- _ASSIGNMENT_:
Copy, from the material below, each line where "invalid" shows up.
· · · ·
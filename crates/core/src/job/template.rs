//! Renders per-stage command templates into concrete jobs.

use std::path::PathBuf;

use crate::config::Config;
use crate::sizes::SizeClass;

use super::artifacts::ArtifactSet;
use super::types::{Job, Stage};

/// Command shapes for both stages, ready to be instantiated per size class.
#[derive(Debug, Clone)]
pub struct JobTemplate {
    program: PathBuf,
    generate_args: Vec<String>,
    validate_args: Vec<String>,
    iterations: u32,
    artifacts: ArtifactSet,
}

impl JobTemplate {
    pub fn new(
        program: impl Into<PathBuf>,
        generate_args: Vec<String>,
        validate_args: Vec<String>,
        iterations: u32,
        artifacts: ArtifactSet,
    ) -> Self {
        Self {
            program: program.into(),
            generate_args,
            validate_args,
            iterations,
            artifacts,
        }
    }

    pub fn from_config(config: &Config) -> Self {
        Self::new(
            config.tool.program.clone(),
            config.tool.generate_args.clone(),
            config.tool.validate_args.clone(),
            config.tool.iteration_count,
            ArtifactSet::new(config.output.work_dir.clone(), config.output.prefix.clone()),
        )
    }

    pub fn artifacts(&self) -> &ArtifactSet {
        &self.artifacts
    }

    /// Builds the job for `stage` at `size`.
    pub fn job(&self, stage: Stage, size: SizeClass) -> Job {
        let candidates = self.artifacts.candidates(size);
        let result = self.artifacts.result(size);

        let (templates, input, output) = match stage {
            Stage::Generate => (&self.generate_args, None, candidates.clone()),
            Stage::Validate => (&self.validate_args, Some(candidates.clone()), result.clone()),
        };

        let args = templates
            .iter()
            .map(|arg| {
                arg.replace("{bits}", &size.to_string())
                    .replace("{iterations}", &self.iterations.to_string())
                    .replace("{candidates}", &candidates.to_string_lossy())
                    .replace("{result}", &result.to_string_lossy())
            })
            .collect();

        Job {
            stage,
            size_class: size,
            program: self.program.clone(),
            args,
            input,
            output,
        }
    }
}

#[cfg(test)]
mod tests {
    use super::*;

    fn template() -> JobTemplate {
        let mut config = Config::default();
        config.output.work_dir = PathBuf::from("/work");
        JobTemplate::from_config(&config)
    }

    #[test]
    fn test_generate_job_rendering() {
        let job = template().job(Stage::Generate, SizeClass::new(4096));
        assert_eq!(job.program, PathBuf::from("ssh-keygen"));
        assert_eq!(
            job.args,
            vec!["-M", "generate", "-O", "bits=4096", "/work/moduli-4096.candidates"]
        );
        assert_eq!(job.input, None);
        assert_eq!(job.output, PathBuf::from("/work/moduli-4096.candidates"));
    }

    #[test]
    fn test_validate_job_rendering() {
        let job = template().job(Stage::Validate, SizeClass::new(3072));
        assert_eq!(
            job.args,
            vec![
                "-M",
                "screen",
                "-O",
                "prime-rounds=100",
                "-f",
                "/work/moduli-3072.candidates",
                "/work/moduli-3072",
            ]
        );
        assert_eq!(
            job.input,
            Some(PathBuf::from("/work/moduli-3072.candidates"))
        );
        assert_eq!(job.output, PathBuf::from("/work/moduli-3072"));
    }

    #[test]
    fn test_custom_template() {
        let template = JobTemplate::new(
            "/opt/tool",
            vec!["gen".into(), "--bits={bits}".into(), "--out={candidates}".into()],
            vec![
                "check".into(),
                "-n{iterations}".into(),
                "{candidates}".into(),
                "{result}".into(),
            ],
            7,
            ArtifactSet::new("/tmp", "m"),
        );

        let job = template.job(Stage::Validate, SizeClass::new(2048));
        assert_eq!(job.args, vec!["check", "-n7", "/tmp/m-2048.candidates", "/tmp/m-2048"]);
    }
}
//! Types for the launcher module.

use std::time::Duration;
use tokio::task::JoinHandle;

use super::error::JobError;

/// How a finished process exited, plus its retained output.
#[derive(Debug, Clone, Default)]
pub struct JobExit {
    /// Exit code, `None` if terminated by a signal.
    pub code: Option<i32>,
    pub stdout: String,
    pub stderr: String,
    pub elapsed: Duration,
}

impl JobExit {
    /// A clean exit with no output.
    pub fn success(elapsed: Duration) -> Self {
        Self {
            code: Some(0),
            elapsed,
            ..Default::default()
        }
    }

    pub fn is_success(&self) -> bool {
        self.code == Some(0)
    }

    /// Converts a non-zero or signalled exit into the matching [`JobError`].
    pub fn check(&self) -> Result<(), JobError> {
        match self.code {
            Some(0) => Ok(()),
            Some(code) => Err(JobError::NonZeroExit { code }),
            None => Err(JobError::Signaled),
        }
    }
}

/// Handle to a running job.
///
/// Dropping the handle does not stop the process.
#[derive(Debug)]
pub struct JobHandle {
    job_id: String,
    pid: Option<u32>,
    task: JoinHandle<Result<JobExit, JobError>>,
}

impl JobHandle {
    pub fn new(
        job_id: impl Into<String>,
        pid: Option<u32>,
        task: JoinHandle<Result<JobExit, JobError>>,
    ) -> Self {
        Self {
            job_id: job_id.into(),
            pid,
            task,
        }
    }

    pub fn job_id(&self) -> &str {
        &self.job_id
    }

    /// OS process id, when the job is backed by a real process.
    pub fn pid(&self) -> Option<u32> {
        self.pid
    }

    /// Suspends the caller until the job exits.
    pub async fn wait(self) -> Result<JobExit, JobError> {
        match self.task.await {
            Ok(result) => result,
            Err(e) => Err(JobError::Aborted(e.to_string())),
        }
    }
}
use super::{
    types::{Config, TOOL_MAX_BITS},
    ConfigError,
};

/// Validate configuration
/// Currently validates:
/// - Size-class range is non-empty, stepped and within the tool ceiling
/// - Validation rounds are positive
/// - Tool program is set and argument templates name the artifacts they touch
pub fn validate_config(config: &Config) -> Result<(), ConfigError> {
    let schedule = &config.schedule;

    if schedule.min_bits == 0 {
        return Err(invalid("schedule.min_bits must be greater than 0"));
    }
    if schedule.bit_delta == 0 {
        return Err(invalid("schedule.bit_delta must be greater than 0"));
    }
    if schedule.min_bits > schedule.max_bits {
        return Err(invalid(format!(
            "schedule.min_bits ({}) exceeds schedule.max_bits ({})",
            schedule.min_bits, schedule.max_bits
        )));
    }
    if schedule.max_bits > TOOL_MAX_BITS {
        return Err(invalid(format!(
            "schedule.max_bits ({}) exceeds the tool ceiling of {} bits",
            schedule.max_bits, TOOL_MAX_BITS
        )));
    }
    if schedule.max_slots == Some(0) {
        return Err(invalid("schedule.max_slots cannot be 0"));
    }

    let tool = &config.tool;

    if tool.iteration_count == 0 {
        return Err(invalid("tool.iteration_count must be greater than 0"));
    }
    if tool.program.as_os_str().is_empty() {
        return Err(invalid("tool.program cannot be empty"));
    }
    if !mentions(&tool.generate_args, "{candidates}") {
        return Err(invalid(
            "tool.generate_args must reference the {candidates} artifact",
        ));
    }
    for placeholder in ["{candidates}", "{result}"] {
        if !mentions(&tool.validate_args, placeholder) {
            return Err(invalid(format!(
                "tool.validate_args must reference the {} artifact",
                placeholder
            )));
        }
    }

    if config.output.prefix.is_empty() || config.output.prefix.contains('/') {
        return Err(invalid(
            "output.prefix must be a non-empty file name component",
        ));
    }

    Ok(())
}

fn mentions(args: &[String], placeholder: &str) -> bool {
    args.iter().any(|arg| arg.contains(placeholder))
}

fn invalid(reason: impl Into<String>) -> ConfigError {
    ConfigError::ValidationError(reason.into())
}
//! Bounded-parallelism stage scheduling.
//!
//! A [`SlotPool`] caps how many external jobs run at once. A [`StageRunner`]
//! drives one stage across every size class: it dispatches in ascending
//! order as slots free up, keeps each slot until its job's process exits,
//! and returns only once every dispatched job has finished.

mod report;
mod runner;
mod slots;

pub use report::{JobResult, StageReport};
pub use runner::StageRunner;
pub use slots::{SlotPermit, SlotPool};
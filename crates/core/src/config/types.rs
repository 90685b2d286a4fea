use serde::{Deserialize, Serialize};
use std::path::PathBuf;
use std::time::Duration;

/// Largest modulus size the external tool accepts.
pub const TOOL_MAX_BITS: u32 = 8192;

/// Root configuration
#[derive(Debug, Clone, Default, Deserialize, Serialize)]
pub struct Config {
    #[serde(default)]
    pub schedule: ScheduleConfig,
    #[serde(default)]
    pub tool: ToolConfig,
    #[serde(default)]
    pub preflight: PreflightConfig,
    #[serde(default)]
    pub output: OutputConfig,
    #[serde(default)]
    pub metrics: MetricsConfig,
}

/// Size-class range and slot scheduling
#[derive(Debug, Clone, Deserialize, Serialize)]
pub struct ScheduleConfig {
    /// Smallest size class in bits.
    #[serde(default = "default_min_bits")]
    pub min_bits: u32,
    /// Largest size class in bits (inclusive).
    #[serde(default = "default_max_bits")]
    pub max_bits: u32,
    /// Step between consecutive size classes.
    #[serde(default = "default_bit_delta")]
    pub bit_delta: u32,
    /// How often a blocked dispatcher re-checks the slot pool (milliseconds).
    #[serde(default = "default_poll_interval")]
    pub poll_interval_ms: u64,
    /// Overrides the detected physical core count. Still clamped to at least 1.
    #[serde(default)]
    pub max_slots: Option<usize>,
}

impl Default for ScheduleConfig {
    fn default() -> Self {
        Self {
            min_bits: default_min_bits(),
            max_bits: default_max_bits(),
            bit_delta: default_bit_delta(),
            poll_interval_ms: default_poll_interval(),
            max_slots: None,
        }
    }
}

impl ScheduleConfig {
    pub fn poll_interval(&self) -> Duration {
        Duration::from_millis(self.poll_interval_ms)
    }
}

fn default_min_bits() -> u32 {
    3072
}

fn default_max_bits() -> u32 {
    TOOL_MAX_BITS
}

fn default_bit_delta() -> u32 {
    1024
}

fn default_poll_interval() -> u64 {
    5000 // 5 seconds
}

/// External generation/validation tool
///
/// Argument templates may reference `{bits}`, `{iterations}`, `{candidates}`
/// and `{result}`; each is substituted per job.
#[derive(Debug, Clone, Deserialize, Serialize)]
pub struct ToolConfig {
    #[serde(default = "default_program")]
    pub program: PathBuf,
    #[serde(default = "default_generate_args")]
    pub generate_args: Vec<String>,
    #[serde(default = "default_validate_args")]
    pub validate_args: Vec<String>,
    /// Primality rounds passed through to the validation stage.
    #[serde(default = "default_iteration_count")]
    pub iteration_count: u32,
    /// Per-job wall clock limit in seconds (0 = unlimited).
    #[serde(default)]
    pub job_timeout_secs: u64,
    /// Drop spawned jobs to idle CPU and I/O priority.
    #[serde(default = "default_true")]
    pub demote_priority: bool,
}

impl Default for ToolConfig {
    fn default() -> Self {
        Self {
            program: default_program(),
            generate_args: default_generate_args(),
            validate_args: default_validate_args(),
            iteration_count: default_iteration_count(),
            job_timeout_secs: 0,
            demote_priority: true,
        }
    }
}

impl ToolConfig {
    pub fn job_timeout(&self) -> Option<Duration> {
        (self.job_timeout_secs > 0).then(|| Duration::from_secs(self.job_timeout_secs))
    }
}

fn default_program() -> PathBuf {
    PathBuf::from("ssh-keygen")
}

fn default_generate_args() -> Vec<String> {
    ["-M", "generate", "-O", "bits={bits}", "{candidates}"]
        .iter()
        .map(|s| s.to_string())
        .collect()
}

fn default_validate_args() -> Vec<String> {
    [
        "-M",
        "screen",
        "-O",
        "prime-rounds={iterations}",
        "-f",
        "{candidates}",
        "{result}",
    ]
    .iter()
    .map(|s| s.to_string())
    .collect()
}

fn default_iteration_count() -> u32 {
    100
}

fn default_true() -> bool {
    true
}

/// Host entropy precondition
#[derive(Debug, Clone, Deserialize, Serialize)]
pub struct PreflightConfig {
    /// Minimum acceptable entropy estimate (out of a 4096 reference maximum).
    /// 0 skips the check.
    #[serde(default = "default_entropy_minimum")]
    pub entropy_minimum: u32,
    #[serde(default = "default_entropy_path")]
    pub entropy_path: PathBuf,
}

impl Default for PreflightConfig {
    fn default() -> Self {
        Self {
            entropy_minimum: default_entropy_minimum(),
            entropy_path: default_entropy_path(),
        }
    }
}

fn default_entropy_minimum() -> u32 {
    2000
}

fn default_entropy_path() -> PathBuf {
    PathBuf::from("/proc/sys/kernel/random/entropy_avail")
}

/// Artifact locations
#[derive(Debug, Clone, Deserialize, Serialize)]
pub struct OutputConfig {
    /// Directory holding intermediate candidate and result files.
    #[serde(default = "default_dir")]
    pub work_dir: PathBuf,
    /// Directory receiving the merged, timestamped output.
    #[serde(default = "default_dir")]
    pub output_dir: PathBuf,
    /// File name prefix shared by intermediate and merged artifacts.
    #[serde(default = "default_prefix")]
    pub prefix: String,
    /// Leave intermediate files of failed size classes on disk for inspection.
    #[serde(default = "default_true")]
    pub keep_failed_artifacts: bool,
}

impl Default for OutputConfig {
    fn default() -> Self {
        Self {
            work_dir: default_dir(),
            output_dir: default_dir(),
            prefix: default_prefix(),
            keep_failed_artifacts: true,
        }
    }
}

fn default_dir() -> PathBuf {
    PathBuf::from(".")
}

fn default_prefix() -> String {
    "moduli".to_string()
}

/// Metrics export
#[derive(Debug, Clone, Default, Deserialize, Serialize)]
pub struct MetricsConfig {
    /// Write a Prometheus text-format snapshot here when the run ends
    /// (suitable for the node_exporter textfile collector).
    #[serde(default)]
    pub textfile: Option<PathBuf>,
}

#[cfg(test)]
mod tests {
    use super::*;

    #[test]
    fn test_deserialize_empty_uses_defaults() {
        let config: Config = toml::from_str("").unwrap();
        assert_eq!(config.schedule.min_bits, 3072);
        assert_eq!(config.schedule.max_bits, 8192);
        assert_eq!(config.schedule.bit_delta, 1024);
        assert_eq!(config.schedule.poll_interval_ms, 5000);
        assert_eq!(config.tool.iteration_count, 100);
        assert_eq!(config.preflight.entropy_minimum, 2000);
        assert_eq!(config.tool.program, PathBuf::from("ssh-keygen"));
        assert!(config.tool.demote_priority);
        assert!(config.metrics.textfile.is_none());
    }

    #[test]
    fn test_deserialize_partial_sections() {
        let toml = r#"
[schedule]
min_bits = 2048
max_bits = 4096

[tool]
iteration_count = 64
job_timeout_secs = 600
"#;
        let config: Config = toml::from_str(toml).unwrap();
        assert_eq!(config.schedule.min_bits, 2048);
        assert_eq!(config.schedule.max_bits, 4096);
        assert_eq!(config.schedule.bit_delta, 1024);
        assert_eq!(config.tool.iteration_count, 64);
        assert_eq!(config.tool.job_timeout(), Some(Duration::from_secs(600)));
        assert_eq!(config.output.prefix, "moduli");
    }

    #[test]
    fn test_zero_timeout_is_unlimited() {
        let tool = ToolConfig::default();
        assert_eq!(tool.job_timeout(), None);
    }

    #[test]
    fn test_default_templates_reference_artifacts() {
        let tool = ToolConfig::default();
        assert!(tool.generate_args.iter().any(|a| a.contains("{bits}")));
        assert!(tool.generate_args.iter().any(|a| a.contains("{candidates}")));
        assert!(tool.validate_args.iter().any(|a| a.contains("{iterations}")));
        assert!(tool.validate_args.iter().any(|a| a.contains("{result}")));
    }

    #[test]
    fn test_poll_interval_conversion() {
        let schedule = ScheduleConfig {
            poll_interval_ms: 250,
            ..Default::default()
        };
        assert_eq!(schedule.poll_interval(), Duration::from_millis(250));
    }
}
· · · ·
- _RESULT_:
        return Err(invalid("schedule.min_bits must be greater than 0"));
        return Err(invalid("schedule.bit_delta must be greater than 0"));
        return Err(invalid(format!(
        return Err(invalid(format!(
        return Err(invalid("schedule.max_slots cannot be 0"));
        return Err(invalid("tool.iteration_count must be greater than 0"));
        return Err(invalid("tool.program cannot be empty"));
        return Err(invalid(
            return Err(invalid(format!(
        return Err(invalid(
fn invalid(reason: impl Into<String>) -> ConfigError {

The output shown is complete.